Original paper: Transparent Image Layer Diffusion using Latent Transparency by Lvmin Zhang, Maneesh Agrawala
This is an unofficial port of Layer Diffuse from the SD Forge WebUI extension to Hugging Face Diffusers framework.
This port only focuses on SDXL and transparent PNG image generation.
pip install -r requirements.txt
python demo_sdxl_attn.py \
--prompt "portrait of woman in suit with messy hair, high resolution, photorealistic, uniform textureless background" \
--negative_prompt "ugly, bad, shadow, artifact, blurry"
import torch
from diffusers_extension.pipeline_stable_diffusion_xl_layer_diffuse import StableDiffusionXLLayerDiffusePipeline
pipeline = StableDiffusionXLLayerDiffusePipeline.from_pretrained(
"stabilityai/stable-diffusion-xl-base-1.0",
torch_dtype=torch.float16,
variant="fp16",
).to("cuda")
images = pipeline(
prompt="portrait of woman in suit with messy hair, high resolution, photorealistic, uniform textureless background",
negative_prompt="ugly, bad, shadow, artifact, blurry",
num_inference_steps=20,
width=1024,
height=1024,
generator=torch.Generator(device="cuda").manual_seed(42)
).images
images[0].save("sdxl_layerdiffuse_result.png")

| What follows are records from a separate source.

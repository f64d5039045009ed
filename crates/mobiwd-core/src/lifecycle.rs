//! Device and agent bootstrap.
//!
//! The steps [`Session::start`](crate::session::Session::start) runs before
//! the first command:
//!
//! 1. **Resolve** the udid (explicit, or by `deviceName`) and the bundle id
//!    (explicit, read from `app`, or Safari)
//! 2. **Prepare** the simulator according to the reuse level
//! 3. **Start** the native agent, retried a few times since it is often not
//!    ready right after boot
//! 4. **Wait** for the first web page when driving Safari
//!
//! Every step reports failures as [`WdError`] so the session can hand them
//! straight to the client.

use std::time::Duration;

use serde_json::Value;
use tracing::{debug, info, instrument};

use crate::caps::{Capabilities, SAFARI_BUNDLE_ID};
use crate::context::ContextManager;
use crate::device::{DeviceHost, DeviceProvider, Simctl};
use crate::error::{ErrorKind, WdError};
use crate::native::{NativeAgent, AGENT_BUNDLE_ID};
use crate::wait::{retry, wait_for_condition, DEFAULT_POLL_INTERVAL, DEFAULT_WAIT_TIMEOUT};

// ---------------------------------------------------------------------------
// Configuration
// ---------------------------------------------------------------------------

/// Timing of the bootstrap retries.
#[derive(Debug, Clone)]
pub struct LifecycleConfig {
    /// Pause between two "is it booted yet" checks.
    pub boot_poll_interval: Duration,
    /// Extra boot checks after the first one.
    pub boot_retries: u32,
    /// Pause between two native agent start attempts.
    pub agent_retry_interval: Duration,
    /// Extra native agent start attempts after the first one.
    pub agent_retries: u32,
    /// How long to wait for Safari's first page.
    pub page_wait_timeout: Duration,
    pub page_poll_interval: Duration,
}

impl Default for LifecycleConfig {
    fn default() -> Self {
        Self {
            boot_poll_interval: Duration::from_secs(3),
            boot_retries: 10,
            agent_retry_interval: Duration::from_secs(10),
            agent_retries: 3,
            page_wait_timeout: DEFAULT_WAIT_TIMEOUT,
            page_poll_interval: DEFAULT_POLL_INTERVAL,
        }
    }
}

// ---------------------------------------------------------------------------
// Resolution
// ---------------------------------------------------------------------------

/// What the session automates.
#[derive(Debug, Clone, PartialEq, Eq)]
pub struct AppTarget {
    pub bundle_id: String,
    pub safari: bool,
}

/// Picks the device udid.
///
/// An explicit `udid` wins; otherwise the available simulator named by
/// `deviceName` is used; otherwise the first booted simulator.
pub async fn resolve_udid(host: &dyn DeviceHost, caps: &Capabilities) -> Result<String, WdError> {
    if let Some(udid) = caps.udid.as_deref().filter(|u| !u.is_empty()) {
        return Ok(udid.to_string());
    }

    let devices = host.available_devices().await?;
    debug!(count = devices.len(), "available simulators");

    let found = match caps.device_name.as_deref() {
        Some(name) => Simctl::find_by_name(&devices, name).ok_or_else(|| {
            WdError::new(
                ErrorKind::SessionNotCreated,
                format!("Device {name} is not available!"),
            )
        })?,
        None => Simctl::find_booted_device(&devices).ok_or_else(|| {
            WdError::new(
                ErrorKind::SessionNotCreated,
                "Neither 'udid' nor 'deviceName' is provided, and no simulator is booted",
            )
        })?,
    };
    Ok(found.udid.clone())
}

/// Picks the bundle id: explicit `bundleId`, then the one inside `app`, then
/// Mobile Safari when `browserName` is `Safari`.
pub async fn resolve_target(host: &dyn DeviceHost, caps: &Capabilities) -> Result<AppTarget, WdError> {
    if let Some(id) = caps.bundle_id.as_deref().filter(|b| !b.is_empty()) {
        return Ok(AppTarget {
            bundle_id: id.to_string(),
            safari: false,
        });
    }
    if let Some(app) = caps.app.as_deref().filter(|a| !a.is_empty()) {
        return Ok(AppTarget {
            bundle_id: host.bundle_id(app).await?,
            safari: false,
        });
    }
    if caps.is_safari() {
        return Ok(AppTarget {
            bundle_id: SAFARI_BUNDLE_ID.to_string(),
            safari: true,
        });
    }
    Err(WdError::unknown("Neither 'app' nor 'bundleId' is provided!"))
}

fn not_installed(bundle_id: &str) -> WdError {
    WdError::unknown(format!(
        "App '{bundle_id}' is neither installed, nor provided!"
    ))
}

// ---------------------------------------------------------------------------
// Simulator preparation
// ---------------------------------------------------------------------------

/// Brings the simulator into the state the reuse level asks for.
///
/// May clear `caps.app` when reuse level 3 finds the app already installed.
#[instrument(skip_all, fields(udid = device.udid(), reuse = caps.reuse.0))]
pub async fn prepare_simulator(
    host: &dyn DeviceHost,
    device: &dyn DeviceProvider,
    caps: &mut Capabilities,
    bundle_id: &str,
    config: &LifecycleConfig,
) -> Result<(), WdError> {
    let reuse = caps.reuse;
    let has_app = caps.app.as_deref().is_some_and(|a| !a.is_empty());

    if reuse.keeps_device() && device.is_booted().await? {
        debug!("reusing booted simulator");
        let installed = device.exists(bundle_id).await?;
        if !installed && !has_app {
            return Err(not_installed(bundle_id));
        }
        if reuse.0 == 1 && has_app {
            device.uninstall(bundle_id).await?;
        }
        if reuse.0 == 3 && installed {
            caps.app = None;
        }
        return Ok(());
    }

    if let Err(e) = host.kill_all().await {
        debug!(error = %e, "kill simulators failed");
    }
    if let Err(e) = device.shutdown().await {
        debug!(error = %e, "shutdown simulator failed");
    }
    if !reuse.keeps_device() {
        info!("erasing simulator");
        device.erase().await?;
    }

    device.open().await?;
    retry(
        || async move {
            if device.is_booted().await? {
                Ok(())
            } else {
                Err(WdError::unknown(format!(
                    "Simulator {} is not booted.",
                    device.udid()
                )))
            }
        },
        config.boot_poll_interval,
        Some(config.boot_retries),
    )
    .await?;

    let installed = device.exists(bundle_id).await?;
    if !installed && !has_app {
        return Err(not_installed(bundle_id));
    }
    if reuse.0 == 1 && has_app {
        device.uninstall(bundle_id).await?;
    }
    Ok(())
}

// ---------------------------------------------------------------------------
// Agents
// ---------------------------------------------------------------------------

/// Starts the native agent session.
///
/// Each attempt stops whatever is left of a previous agent and removes the
/// agent bundle first, so the agent is freshly installed by its runner.
#[instrument(skip_all, fields(udid = device.udid()))]
pub async fn start_native_agent(
    native: &dyn NativeAgent,
    device: &dyn DeviceProvider,
    desired_caps: &Value,
    config: &LifecycleConfig,
) -> Result<(), WdError> {
    debug!(caps = %desired_caps, "starting native agent");
    retry(
        || async move {
            debug!("trying to start native agent");
            if let Err(e) = native.stop().await {
                debug!(error = %e, "stopping previous agent failed");
            }
            device.uninstall(AGENT_BUNDLE_ID).await?;
            native.start(desired_caps).await?;
            Ok::<_, WdError>(())
        },
        config.agent_retry_interval,
        Some(config.agent_retries),
    )
    .await
}

/// Waits until the content agent reports at least one page.
pub async fn wait_for_first_page(
    contexts: &mut ContextManager,
    config: &LifecycleConfig,
) -> Result<(), WdError> {
    let remote = contexts.ensure_remote().await?.ok_or_else(|| {
        WdError::new(
            ErrorKind::SessionNotCreated,
            "content debugging is not available for this device",
        )
    })?;

    wait_for_condition(
        || {
            let remote = remote.clone();
            async move { remote.pages().await.map(|pages| !pages.is_empty()) }
        },
        config.page_wait_timeout,
        config.page_poll_interval,
    )
    .await?;
    Ok(())
}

Check out demo_sdxl_attn.py for the complete demo.
Full arguments list:
python demo_sdxl_attn.py \
--seed SEED \
--batch_size BATCH_SIZE \
--guidance_scale GUIDANCE_SCALE \
--num_inference_steps NUM_INFERENCE_STEPS \
--width WIDTH \
--height HEIGHT \
--prompt PROMPT \
--negative_prompt NEGATIVE_PROMPT \
--output_path OUTPUT_PATH \
--disable_memory_optim
I created a class StableDiffusionXLLayerDiffusePipeline
(code here) deriving from diffusers.StableDiffusionXLPipeline
.
StableDiffusionXLLayerDiffusePipeline
can still be initialized with .from_pretrained()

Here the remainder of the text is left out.